Error rates associated with the use of recently proposed breakpoints for testing Pseudomonas aeruginosa versus gentamicin, tobramycin, and amikacin by the standardized disk agar diffusion test.

Two hundred fifteen Pseudomonas aeruginosa isolates were tested in parallel by the disk agar diffusion test, using a standardized agar preparation, and by a microbroth test, using dilutions differing by small arithmetic increments. For gentamicin, recently proposed breakpoints of resistance (R) less than or equal to 12 mm and susceptibility (S) greater than or equal to 16 mm produced error rates of 20 and 6.8%, respectively. Limiting the error rate for susceptible interpretations to less than or equal to 2% produced a widening of the intermediate zone to include 67.4% of the isolates tested. For tobramycin, the recently proposed breakpoints of R less than or equal to 12 mm and S greater than or equal to 15 mm were associated with error rates of 66.7 and 1.4%, respectively. Breakpoints of R less than or equal to 12 mm and S greater than or equal to 13 mm were demonstrated to be equally effective when the error rate for susceptible interpretations was limited to less than or equal to 2% by error rate-bound analysis. For amikacin, proposed breakpoints of R less than or equal to 14 mm and S greater than or equal to 17 mm were associated with error rates of 27.3 and 3.2%, respectively. Limiting the error rates for susceptible interpretations to less than or equal to 2% required breakpoints of R less than or equal to 14 mm and S greater than or equal to 18 mm.
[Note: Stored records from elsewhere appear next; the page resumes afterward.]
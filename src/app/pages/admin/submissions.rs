use dioxus::prelude::*;

use crate::app::components::{Notice, NoticeBanner};
use crate::domain::models::{FormSubmission, FormSubmissionPatch, SubmissionStatus};
use crate::server_fns::update_form_submission;
use crate::shared::hooks::{use_auth, use_content};

/// Submissions shown for a status filter; `None` hides archived ones
fn visible(submissions: &[FormSubmission], filter: Option<SubmissionStatus>) -> Vec<FormSubmission> {
    submissions
        .iter()
        .filter(|s| match filter {
            Some(status) => s.status == status,
            None => s.status != SubmissionStatus::Archived,
        })
        .cloned()
        .collect()
}

#[component]
pub fn AdminSubmissions() -> Element {
    let content = use_content();
    let mut filter = use_signal(|| None::<SubmissionStatus>);
    let notice = use_signal(|| None::<Notice>);

    let all = content.snapshot().form_submissions;
    let shown = visible(&all, *filter.read());
    let current = *filter.read();
    let open_count = visible(&all, None).len();

    rsx! {
        div { class: "c-admin-page",
            header { class: "c-admin-page__header",
                h1 { "Form submissions" }
                div { class: "c-filter",
                    button {
                        class: if current.is_none() { "c-filter__btn c-filter__btn--active" } else { "c-filter__btn" },
                        onclick: move |_| filter.set(None),
                        "Open ({open_count})"
                    }
                    for status in SubmissionStatus::ALL {
                        button {
                            class: if current == Some(status) { "c-filter__btn c-filter__btn--active" } else { "c-filter__btn" },
                            onclick: move |_| filter.set(Some(status)),
                            "{status}"
                        }
                    }
                }
            }
            NoticeBanner { notice: notice }

            if shown.is_empty() {
                p { class: "c-empty", "Nothing here." }
            }
            for submission in shown {
                SubmissionCard { key: "{submission.id}", submission: submission, notice: notice }
            }
        }
    }
}

#[component]
fn SubmissionCard(submission: FormSubmission, notice: Signal<Option<Notice>>) -> Element {
    let auth = use_auth();
    let content = use_content();
    let mut notice = notice;
    let initial_notes = submission.notes.clone().unwrap_or_default();
    let mut notes = use_signal(move || initial_notes);

    let id = submission.id.clone();
    let update = move |patch: FormSubmissionPatch| {
        let id = id.clone();
        spawn(async move {
            let result = update_form_submission(auth.token(), id, patch).await;
            match &result {
                Ok(Some(_)) => content.refresh().await,
                Ok(None) => tracing::warn!("Submission disappeared before it could be updated"),
                Err(e) => tracing::warn!("Submission update failed: {}", e),
            }
            notice.set(Some(Notice::for_update(&result, "submission")));
        });
    };

    let set_status = update.clone();
    let save_notes = update;
    let received = submission.created_at.format("%Y-%m-%d %H:%M").to_string();

    rsx! {
        article { class: "c-submission c-submission--{submission.status}",
            header { class: "c-submission__header",
                div {
                    strong { "{submission.name}" }
                    " · "
                    a { href: "mailto:{submission.email}", "{submission.email}" }
                    if let Some(phone) = submission.phone.clone() {
                        " · {phone}"
                    }
                }
                span { class: "c-submission__date", "{received}" }
            }
            if let Some(subject) = submission.subject.clone() {
                h3 { class: "c-submission__subject", "{subject}" }
            }
            p { class: "c-submission__message", "{submission.message}" }

            div { class: "c-submission__controls",
                select {
                    class: "c-form__input",
                    value: "{submission.status}",
                    onchange: move |evt| {
                        if let Ok(status) = evt.value().parse::<SubmissionStatus>() {
                            set_status(FormSubmissionPatch { status: Some(status), notes: None });
                        }
                    },
                    for status in SubmissionStatus::ALL {
                        option { value: "{status}", selected: status == submission.status, "{status}" }
                    }
                }
                textarea {
                    class: "c-form__input",
                    rows: "2",
                    placeholder: "Internal notes",
                    value: "{notes}",
                    oninput: move |evt| notes.set(evt.value()),
                }
                button {
                    class: "c-btn c-btn--ghost c-btn--sm",
                    onclick: move |_| {
                        let text = notes.read().clone();
                        save_notes(FormSubmissionPatch { status: None, notes: Some(text) });
                    },
                    "Save notes"
                }
            }
        }
    }
}

#[cfg(test)]
mod tests {
    use super::*;
    use crate::domain::models::NewFormSubmission;

    fn submission(status: SubmissionStatus) -> FormSubmission {
        let mut s = FormSubmission::create(NewFormSubmission {
            name: "Sita".to_string(),
            email: "sita@example.com".to_string(),
            phone: None,
            subject: Some("Mobile app".to_string()),
            message: "We need an app for our shop".to_string(),
        });
        s.status = status;
        s
    }

    #[test]
    fn test_default_filter_hides_archived() {
        let all = vec![
            submission(SubmissionStatus::New),
            submission(SubmissionStatus::Archived),
            submission(SubmissionStatus::Replied),
        ];
        assert_eq!(visible(&all, None).len(), 2);
        assert_eq!(visible(&all, Some(SubmissionStatus::Archived)).len(), 1);
    }
}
The ability to establish effective susceptibility breakpoints for tobramycin and amikacin appeared not to be related to the disk agar diffusion test process itself but rather to the high degree of susceptibility of the P. aeruginosa population. These findings severely limit the usefulness of the disk agar diffusion procedure for testing P. aeruginosa versus the aminoglycosides. For this purpose, we recommend dilution tests which employ small arithmetic increment schemes.